#### [Your task]
Go through the records below line by line, counting those that contain the word "Iterator"; answer with the count only.

#### [Excerpted data]

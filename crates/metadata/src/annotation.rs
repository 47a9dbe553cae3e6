//! Records produced by annotation discovery.
//!
//! Scanning bytecode is external; a scanner reports one [`AnnotatedClass`] per
//! class carrying component, interceptor or application-exception metadata.

use caisson_model::{ComponentKind, LifecycleEvent, MethodSignature, TransactionAttribute, TransactionType};
use serde::{Deserialize, Serialize};

use crate::{EjbRef, ResourceRef};

/// Component-defining annotation kinds.
#[derive(Debug, Clone, Copy, PartialEq, Eq, Hash, Serialize, Deserialize)]
#[serde(rename_all = "kebab-case")]
pub enum AnnotatedKind {
	Stateless,
	Stateful,
	MessageDriven,
}

impl AnnotatedKind {
	pub const fn to_kind(self) -> ComponentKind {
		match self {
			Self::Stateless => ComponentKind::Stateless,
			Self::Stateful => ComponentKind::Stateful,
			Self::MessageDriven => ComponentKind::MessageDriven,
		}
	}
}

/// `@Stateless(name = ...)` and friends.
#[derive(Debug, Clone, PartialEq, Eq, Serialize, Deserialize)]
#[serde(rename_all = "kebab-case", deny_unknown_fields)]
pub struct ComponentAnnotation {
	pub kind: AnnotatedKind,
	#[serde(default)]
	pub name: Option<String>,
}

/// `@RolesAllowed`, `@PermitAll` or `@DenyAll`.
#[derive(Debug, Clone, PartialEq, Eq, Serialize, Deserialize)]
#[serde(rename_all = "kebab-case")]
pub enum SecurityAnnotation {
	RolesAllowed(Vec<String>),
	PermitAll,
	DenyAll,
}

#[derive(Debug, Clone, PartialEq, Eq, Serialize, Deserialize)]
#[serde(rename_all = "kebab-case", deny_unknown_fields)]
pub struct MethodTransaction {
	pub method: MethodSignature,
	pub attribute: TransactionAttribute,
}

#[derive(Debug, Clone, PartialEq, Eq, Serialize, Deserialize)]
#[serde(rename_all = "kebab-case", deny_unknown_fields)]
pub struct MethodSecurityAnnotation {
	pub method: MethodSignature,
	pub security: SecurityAnnotation,
}

#[derive(Debug, Clone, PartialEq, Eq, Serialize, Deserialize)]
#[serde(rename_all = "kebab-case", deny_unknown_fields)]
pub struct MethodInterceptors {
	pub method: MethodSignature,
	#[serde(default)]
	pub interceptors: Vec<String>,
	#[serde(default)]
	pub exclude_default_interceptors: bool,
	#[serde(default)]
	pub exclude_class_interceptors: bool,
}

#[derive(Debug, Clone, PartialEq, Eq, Serialize, Deserialize)]
#[serde(rename_all = "kebab-case", deny_unknown_fields)]
pub struct AnnotatedCallback {
	pub event: LifecycleEvent,
	pub method: String,
}

/// Everything annotation discovery found on one class.
#[derive(Debug, Clone, Default, PartialEq, Eq, Serialize, Deserialize)]
#[serde(rename_all = "kebab-case", deny_unknown_fields)]
pub struct AnnotatedClass {
	pub class: String,
	#[serde(default)]
	pub component: Option<ComponentAnnotation>,
	#[serde(default)]
	pub transaction_management: Option<TransactionType>,
	/// Class-level `@TransactionAttribute`.
	#[serde(default)]
	pub transaction_attribute: Option<TransactionAttribute>,
	#[serde(default)]
	pub method_transactions: Vec<MethodTransaction>,
	#[serde(default)]
	pub security: Option<SecurityAnnotation>,
	#[serde(default)]
	pub method_security: Vec<MethodSecurityAnnotation>,
	#[serde(default)]
	pub declare_roles: Vec<String>,
	#[serde(default)]
	pub callbacks: Vec<AnnotatedCallback>,
	#[serde(default)]
	pub around_invoke: Option<String>,
	#[serde(default)]
	pub business_local: Vec<String>,
	#[serde(default)]
	pub business_remote: Vec<String>,
	#[serde(default)]
	pub local_home: Option<String>,
	#[serde(default)]
	pub remote_home: Option<String>,
	#[serde(default)]
	pub interceptors: Vec<String>,
	#[serde(default)]
	pub method_interceptors: Vec<MethodInterceptors>,
	#[serde(default)]
	pub exclude_default_interceptors: bool,
	#[serde(default)]
	pub resource_refs: Vec<ResourceRef>,
	#[serde(default)]
	pub ejb_refs: Vec<EjbRef>,
	/// `@ApplicationException(rollback = ...)` on an exception class.
	#[serde(default)]
	pub application_exception: Option<bool>,
}

impl AnnotatedClass {
	pub fn new(class: impl Into<String>) -> Self {
		Self {
			class: class.into(),
			..Self::default()
		}
	}

	pub fn with_component(mut self, kind: AnnotatedKind, name: Option<&str>) -> Self {
		self.component = Some(ComponentAnnotation {
			kind,
			name: name.map(str::to_string),
		});
		self
	}

	/// Name of the component this class defines, if it defines one.
	pub fn component_name(&self) -> Option<&str> {
		let component = self.component.as_ref()?;
		Some(component.name.as_deref().unwrap_or_else(|| caisson_model::simple_name(&self.class)))
	}

	/// Classes carrying interceptor metadata but no component annotation.
	pub fn is_interceptor(&self) -> bool {
		self.component.is_none() && (self.around_invoke.is_some() || !self.callbacks.is_empty())
	}

	pub fn callbacks_for(&self, event: LifecycleEvent) -> impl Iterator<Item = &str> + '_ {
		self.callbacks.iter().filter(move |c| c.event == event).map(|c| c.method.as_str())
	}
}
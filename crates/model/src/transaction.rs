use serde::{Deserialize, Serialize};

/// Declarative transaction attribute of a container-managed method.
#[derive(Debug, Clone, Copy, PartialEq, Eq, Hash, Default, Serialize, Deserialize)]
pub enum TransactionAttribute {
	/// Join the caller's transaction or start a new one.
	#[default]
	Required,
	/// Always run in a fresh transaction, suspending the caller's.
	RequiresNew,
	/// Require a caller transaction.
	Mandatory,
	/// Run without a transaction, suspending the caller's.
	NotSupported,
	/// Refuse to run inside a transaction.
	Never,
	/// Join the caller's transaction if there is one.
	Supports,
}

impl TransactionAttribute {
	pub const ALL: [Self; 6] = [
		Self::Required,
		Self::RequiresNew,
		Self::Mandatory,
		Self::NotSupported,
		Self::Never,
		Self::Supports,
	];
}

impl std::fmt::Display for TransactionAttribute {
	fn fmt(&self, f: &mut std::fmt::Formatter<'_>) -> std::fmt::Result {
		let label = match self {
			Self::Required => "Required",
			Self::RequiresNew => "RequiresNew",
			Self::Mandatory => "Mandatory",
			Self::NotSupported => "NotSupported",
			Self::Never => "Never",
			Self::Supports => "Supports",
		};
		f.write_str(label)
	}
}

/// Who demarcates transactions for a component.
#[derive(Debug, Clone, Copy, PartialEq, Eq, Hash, Default, Serialize, Deserialize)]
#[serde(rename_all = "kebab-case")]
pub enum TransactionType {
	#[default]
	Container,
	Bean,
}

impl std::fmt::Display for TransactionType {
	fn fmt(&self, f: &mut std::fmt::Formatter<'_>) -> std::fmt::Result {
		match self {
			Self::Container => f.write_str("container-managed"),
			Self::Bean => f.write_str("bean-managed"),
		}
	}
}
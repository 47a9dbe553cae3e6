//! Metadata source readers.

use std::io::Read;
use std::path::{Path, PathBuf};

use serde::Deserialize;

use crate::{AnnotatedClass, DescriptorTree, MetadataError, Result};

/// Location of the module descriptor, relative to the module root.
pub const DESCRIPTOR_PATH: &str = "META-INF/ejb-jar.toml";

/// Location of the annotation index written by the external scanner.
pub const ANNOTATION_INDEX_PATH: &str = "META-INF/annotations.toml";

/// Pluggable metadata discovery for one module format.
pub trait MetadataSource: Send + Sync {
	/// Classes carrying component, interceptor or exception annotations under `root`.
	fn find_declared_components(&self, root: &Path) -> Result<Vec<AnnotatedClass>>;

	fn parse_descriptor(&self, reader: &mut dyn Read) -> Result<DescriptorTree>;
}

/// Reads TOML descriptors and a TOML annotation index.
#[derive(Debug, Clone, Copy, Default)]
pub struct TomlMetadataSource;

#[derive(Deserialize)]
#[serde(deny_unknown_fields)]
struct AnnotationIndex {
	#[serde(default)]
	classes: Vec<AnnotatedClass>,
}

impl MetadataSource for TomlMetadataSource {
	fn find_declared_components(&self, root: &Path) -> Result<Vec<AnnotatedClass>> {
		let path = root.join(ANNOTATION_INDEX_PATH);
		if !path.exists() {
			return Ok(Vec::new());
		}
		let text = std::fs::read_to_string(&path).map_err(|error| MetadataError::Io { path: path.clone(), error })?;
		let index: AnnotationIndex = toml::from_str(&text).map_err(|e| MetadataError::Parse {
			path,
			message: e.to_string(),
		})?;
		Ok(index.classes)
	}

	fn parse_descriptor(&self, reader: &mut dyn Read) -> Result<DescriptorTree> {
		let mut text = String::new();
		reader.read_to_string(&mut text).map_err(|error| MetadataError::Io {
			path: PathBuf::from(DESCRIPTOR_PATH),
			error,
		})?;
		Ok(toml::from_str(&text)?)
	}
}

/// Unmerged metadata of one module.
#[derive(Debug, Clone, Default, PartialEq, Eq)]
pub struct RawModule {
	pub module_id: String,
	pub path: PathBuf,
	pub annotated: Vec<AnnotatedClass>,
	pub descriptor: Option<DescriptorTree>,
}

impl RawModule {
	pub fn new(module_id: impl Into<String>, path: impl Into<PathBuf>) -> Self {
		Self {
			module_id: module_id.into(),
			path: path.into(),
			..Self::default()
		}
	}

	pub fn with_descriptor(mut self, descriptor: DescriptorTree) -> Self {
		self.descriptor = Some(descriptor);
		self
	}

	pub fn with_annotated(mut self, class: AnnotatedClass) -> Self {
		self.annotated.push(class);
		self
	}
}

/// Reads descriptor and annotation metadata of the module rooted at `root`.
///
/// A module without descriptor is valid (annotation-only). The module id is the
/// descriptor's `module-id`, else the file stem of `root`.
pub fn read_module(source: &dyn MetadataSource, root: &Path) -> Result<RawModule> {
	let _span = tracing::trace_span!("read_module", root = %root.display()).entered();

	let descriptor_path = root.join(DESCRIPTOR_PATH);
	let descriptor = if descriptor_path.exists() {
		let mut file = std::fs::File::open(&descriptor_path).map_err(|error| MetadataError::Io {
			path: descriptor_path.clone(),
			error,
		})?;
		let tree = source.parse_descriptor(&mut file).map_err(|e| match e {
			MetadataError::Toml(err) => MetadataError::Parse {
				path: descriptor_path.clone(),
				message: err.to_string(),
			},
			other => other,
		})?;
		Some(tree)
	} else {
		None
	};
	let annotated = source.find_declared_components(root)?;

	let module_id = descriptor
		.as_ref()
		.and_then(|d| d.module_id.clone())
		.or_else(|| root.file_stem().map(|stem| stem.to_string_lossy().into_owned()))
		.unwrap_or_else(|| root.display().to_string());

	tracing::debug!(
		module = %module_id,
		descriptor = descriptor.is_some(),
		annotated = annotated.len(),
		"read module metadata"
	);

	Ok(RawModule {
		module_id,
		path: root.to_path_buf(),
		annotated,
		descriptor,
	})
}
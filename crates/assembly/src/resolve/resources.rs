use caisson_metadata::{ComponentDeclaration, ResourceRef};
use caisson_model::{ProblemKind, WarningKind};
use caisson_settings::ConnectorDecl;

use super::{LinkOrigin, ModuleScope, ResourceLink, Resolver};

impl Resolver<'_> {
	/// Connectors visible to `scope`: declared, then placeholders created so far.
	fn connector_exists(&self, scope: &ModuleScope<'_>, id: &str) -> bool {
		self.settings.connector(id).is_some()
			|| self.created_connectors.iter().any(|c| c.id == id)
			|| scope.created_connectors.iter().any(|c| c.id == id)
	}

	pub(super) fn resolve_resource(&self, scope: &mut ModuleScope<'_>, component: &ComponentDeclaration, reference: &ResourceRef) -> Option<ResourceLink> {
		let link = |connector_id: &str, origin| ResourceLink {
			reference: reference.name.clone(),
			connector_id: connector_id.to_string(),
			origin,
		};

		if let Some(connector_id) = &reference.link {
			if self.connector_exists(scope, connector_id) {
				return Some(link(connector_id, LinkOrigin::Explicit));
			}
			if !self.settings.auto_create_resources {
				scope.problem(
					&component.name,
					ProblemKind::UnknownConnector {
						reference: reference.name.clone(),
						connector_id: connector_id.clone(),
					},
				);
				return None;
			}
			scope
				.created_connectors
				.push(ConnectorDecl::new(connector_id.clone(), reference.resource_type.clone()));
			scope.warn(
				&component.name,
				WarningKind::PlaceholderConnector {
					reference: reference.name.clone(),
					connector_id: connector_id.clone(),
				},
			);
			return Some(link(connector_id, LinkOrigin::Placeholder));
		}

		for name in [reference.name.as_str(), reference.short_name()] {
			if self.connector_exists(scope, name) {
				return Some(link(name, LinkOrigin::MatchedByName));
			}
		}

		let candidates: Vec<&ConnectorDecl> = self
			.settings
			.connectors
			.iter()
			.filter(|c| c.resource_type == reference.resource_type)
			.collect();
		match candidates.as_slice() {
			[] => {
				scope.problem(&component.name, ProblemKind::NoConnector { reference: reference.name.clone() });
				None
			}
			[sole] => {
				scope.warn(
					&component.name,
					WarningKind::LastResortConnector {
						reference: reference.name.clone(),
						connector_id: sole.id.clone(),
					},
				);
				Some(link(&sole.id, LinkOrigin::SoleCandidate))
			}
			several => {
				scope.problem(
					&component.name,
					ProblemKind::AmbiguousConnector {
						reference: reference.name.clone(),
						candidates: several.iter().map(|c| c.id.clone()).collect(),
					},
				);
				None
			}
		}
	}
}
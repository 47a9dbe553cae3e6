//! Reference resolution for one assembly.
//!
//! # Purpose
//!
//! Turns merged modules into [`ResolvedModule`]s: every resource ref linked to
//! a connector, every component assigned a container and a deployment id,
//! every ejb ref bound to exactly one target, every role ref bound to a role.
//!
//! # Ordering
//!
//! Modules are processed in input order, components in declaration order,
//! and within a component: resource refs, container assignment, ejb refs,
//! role refs. Problem and warning lists therefore come out in a stable order
//! for a given input.
//!
//! # Invariants
//!
//! * Resolution never writes to the [`DeploymentRegistry`]; resolving the same
//!   modules twice against an unchanged registry yields equal results.
//! * A module either resolves completely or fails with every problem found.
//! * Deployment ids are unique across the registry, the assembly and the module.

mod containers;
mod ejb_refs;
mod resources;
mod roles;

use std::path::PathBuf;
use std::sync::Arc;

use caisson_metadata::{ComponentDeclaration, MergedModule};
use caisson_model::{ContainerType, DeploymentError, DeploymentWarning, InterfaceKind, InterfaceSlots, Problem, ProblemKind, WarningKind};
use caisson_settings::{ConnectorDecl, ContainerDecl, ContainerSystemSettings};
use rustc_hash::FxHashMap;

use crate::DeploymentRegistry;
use crate::deployment_id::deployment_id_of;

/// How a resource ref found its connector.
#[derive(Debug, Clone, Copy, PartialEq, Eq, Hash)]
pub enum LinkOrigin {
	Explicit,
	MatchedByName,
	/// Last resort: the only connector of the right type.
	SoleCandidate,
	/// The linked connector did not exist and a placeholder was created.
	Placeholder,
}

#[derive(Debug, Clone, PartialEq, Eq)]
pub struct ResourceLink {
	pub reference: String,
	pub connector_id: String,
	pub origin: LinkOrigin,
}

#[derive(Debug, Clone, PartialEq, Eq)]
pub struct EjbLink {
	pub reference: String,
	pub interface: InterfaceKind,
	pub target_module: String,
	pub target_component: String,
	pub target_deployment_id: String,
}

#[derive(Debug, Clone, PartialEq, Eq)]
pub struct RoleLink {
	pub reference: String,
	pub role: String,
	/// The ref had no link and was bound to the default role.
	pub defaulted: bool,
}

/// Resolution result for one component.
#[derive(Debug, Clone, PartialEq, Eq)]
pub struct ResolvedComponent {
	pub name: String,
	pub deployment_id: String,
	pub container_id: String,
	pub container_type: ContainerType,
	pub resource_links: Vec<ResourceLink>,
	pub ejb_links: Vec<EjbLink>,
	pub role_links: Vec<RoleLink>,
}

/// A module whose references all resolved.
#[derive(Debug, Clone, PartialEq)]
pub struct ResolvedModule {
	pub module: Arc<MergedModule>,
	pub components: Vec<ResolvedComponent>,
	/// Resolution warnings; merge warnings stay on [`MergedModule::warnings`].
	pub warnings: Vec<DeploymentWarning>,
	/// Placeholder connectors this module caused.
	pub created_connectors: Vec<ConnectorDecl>,
	/// Default containers this module caused.
	pub created_containers: Vec<ContainerDecl>,
}

impl ResolvedModule {
	pub fn component(&self, name: &str) -> Option<(&ComponentDeclaration, &ResolvedComponent)> {
		let resolved = self.components.iter().find(|c| c.name == name)?;
		Some((self.module.component(name)?, resolved))
	}

	/// Pairs every declaration with its resolution, in declaration order.
	pub fn iter(&self) -> impl Iterator<Item = (&ComponentDeclaration, &ResolvedComponent)> + '_ {
		self.module.components.iter().zip(&self.components)
	}

	/// Merge warnings followed by resolution warnings.
	pub fn all_warnings(&self) -> impl Iterator<Item = &DeploymentWarning> + '_ {
		self.module.warnings.iter().chain(&self.warnings)
	}
}

/// Per-module outcome of resolving an assembly, in input order.
#[derive(Debug, Clone, PartialEq)]
pub struct AssemblyResolution {
	pub modules: Vec<Result<ResolvedModule, DeploymentError>>,
}

impl AssemblyResolution {
	pub fn succeeded(&self) -> impl Iterator<Item = &ResolvedModule> + '_ {
		self.modules.iter().filter_map(|m| m.as_ref().ok())
	}

	pub fn failed(&self) -> impl Iterator<Item = &DeploymentError> + '_ {
		self.modules.iter().filter_map(|m| m.as_ref().err())
	}
}

/// A component reference target, deployed or part of the assembly.
#[derive(Debug, Clone)]
pub(crate) struct DirectoryEntry {
	pub module_id: String,
	pub module_path: PathBuf,
	pub name: String,
	pub deployment_id: String,
	pub interfaces: InterfaceSlots,
	pub deployed: bool,
}

/// Assembly-wide state; grows only with modules that resolved.
pub(crate) struct Resolver<'a> {
	pub settings: &'a ContainerSystemSettings,
	pub directory: Vec<DirectoryEntry>,
	/// Deployment id to the path of the module that owns it.
	pub claimed: FxHashMap<String, PathBuf>,
	pub created_connectors: Vec<ConnectorDecl>,
	pub created_containers: Vec<ContainerDecl>,
}

/// Per-module scratch state.
pub(crate) struct ModuleScope<'m> {
	pub module: &'m MergedModule,
	pub problems: Vec<Problem>,
	pub warnings: Vec<DeploymentWarning>,
	pub claimed: FxHashMap<String, PathBuf>,
	pub created_connectors: Vec<ConnectorDecl>,
	pub created_containers: Vec<ContainerDecl>,
}

impl<'m> ModuleScope<'m> {
	fn new(module: &'m MergedModule) -> Self {
		Self {
			module,
			problems: Vec::new(),
			warnings: Vec::new(),
			claimed: FxHashMap::default(),
			created_connectors: Vec::new(),
			created_containers: Vec::new(),
		}
	}

	pub fn problem(&mut self, component: &str, kind: ProblemKind) {
		tracing::debug!(module = %self.module.module_id, component, problem = %kind, "resolution problem");
		self.problems.push(Problem {
			module: self.module.module_id.clone(),
			path: self.module.path.clone(),
			component: Some(component.to_string()),
			kind,
		});
	}

	pub fn warn(&mut self, component: &str, kind: WarningKind) {
		tracing::warn!(module = %self.module.module_id, component, "{kind}");
		self.warnings.push(DeploymentWarning {
			component: Some(component.to_string()),
			kind,
		});
	}
}

/// Resolves every module of an assembly against the settings and the registry.
pub fn resolve(modules: &[MergedModule], settings: &ContainerSystemSettings, registry: &DeploymentRegistry) -> AssemblyResolution {
	let _span = tracing::trace_span!("resolve", modules = modules.len()).entered();

	let deployed = registry.components();
	let mut directory: Vec<DirectoryEntry> = deployed
		.iter()
		.map(|c| DirectoryEntry {
			module_id: c.module_id.clone(),
			module_path: c.module_path.clone(),
			name: c.name.clone(),
			deployment_id: c.deployment_id.clone(),
			interfaces: c.interfaces.clone(),
			deployed: true,
		})
		.collect();
	for module in modules {
		for component in &module.components {
			directory.push(DirectoryEntry {
				module_id: module.module_id.clone(),
				module_path: module.path.clone(),
				name: component.name.clone(),
				deployment_id: deployment_id_of(&settings.deployment_id_format, &module.module_id, component),
				interfaces: component.interfaces.clone(),
				deployed: false,
			});
		}
	}

	let mut resolver = Resolver {
		settings,
		directory,
		claimed: deployed.into_iter().map(|c| (c.deployment_id, c.module_path)).collect(),
		created_connectors: Vec::new(),
		created_containers: Vec::new(),
	};

	let modules = modules.iter().map(|module| resolver.resolve_module(module)).collect();
	AssemblyResolution { modules }
}

/// Resolves a single module.
pub fn resolve_module(module: &MergedModule, settings: &ContainerSystemSettings, registry: &DeploymentRegistry) -> Result<ResolvedModule, DeploymentError> {
	let mut resolution = resolve(std::slice::from_ref(module), settings, registry);
	match resolution.modules.pop() {
		Some(result) => result,
		None => Err(DeploymentError {
			module: module.module_id.clone(),
			path: module.path.clone(),
			problems: Vec::new(),
		}),
	}
}

impl Resolver<'_> {
	fn resolve_module(&mut self, module: &MergedModule) -> Result<ResolvedModule, DeploymentError> {
		let _span = tracing::trace_span!("resolve_module", module = %module.module_id).entered();
		let mut scope = ModuleScope::new(module);
		let mut components = Vec::with_capacity(module.components.len());

		for component in &module.components {
			let resource_links = component.resource_refs.iter().filter_map(|r| self.resolve_resource(&mut scope, component, r)).collect();
			let assignment = self.assign(&mut scope, component);
			let ejb_links = component.ejb_refs.iter().filter_map(|r| self.resolve_ejb_ref(&mut scope, component, r)).collect();
			let role_links = component.role_refs.iter().filter_map(|r| self.resolve_role(&mut scope, component, r)).collect();

			if let Some((deployment_id, container)) = assignment {
				components.push(ResolvedComponent {
					name: component.name.clone(),
					deployment_id,
					container_id: container.id,
					container_type: container.container_type,
					resource_links,
					ejb_links,
					role_links,
				});
			}
		}

		if !scope.problems.is_empty() {
			tracing::warn!(module = %module.module_id, problems = scope.problems.len(), "module failed to resolve");
			return Err(DeploymentError {
				module: module.module_id.clone(),
				path: module.path.clone(),
				problems: scope.problems,
			});
		}

		self.claimed.extend(scope.claimed);
		self.created_connectors.extend(scope.created_connectors.iter().cloned());
		self.created_containers.extend(scope.created_containers.iter().cloned());
		Ok(ResolvedModule {
			module: Arc::new(module.clone()),
			components,
			warnings: scope.warnings,
			created_connectors: scope.created_connectors,
			created_containers: scope.created_containers,
		})
	}

	/// Container assignment and deployment id.
	fn assign(&self, scope: &mut ModuleScope<'_>, component: &ComponentDeclaration) -> Option<(String, ContainerDecl)> {
		let container = self.assign_container(scope, component);
		let deployment_id = deployment_id_of(&self.settings.deployment_id_format, &scope.module.module_id, component);

		let first = self.claimed.get(&deployment_id).or_else(|| scope.claimed.get(&deployment_id)).cloned();
		if let Some(first_module) = first {
			scope.problem(
				&component.name,
				ProblemKind::DuplicateDeploymentId {
					deployment_id,
					first_module,
					second_module: scope.module.path.clone(),
				},
			);
			return None;
		}
		scope.claimed.insert(deployment_id.clone(), scope.module.path.clone());
		Some((deployment_id, container?))
	}
}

#### [Result of the exercise]
5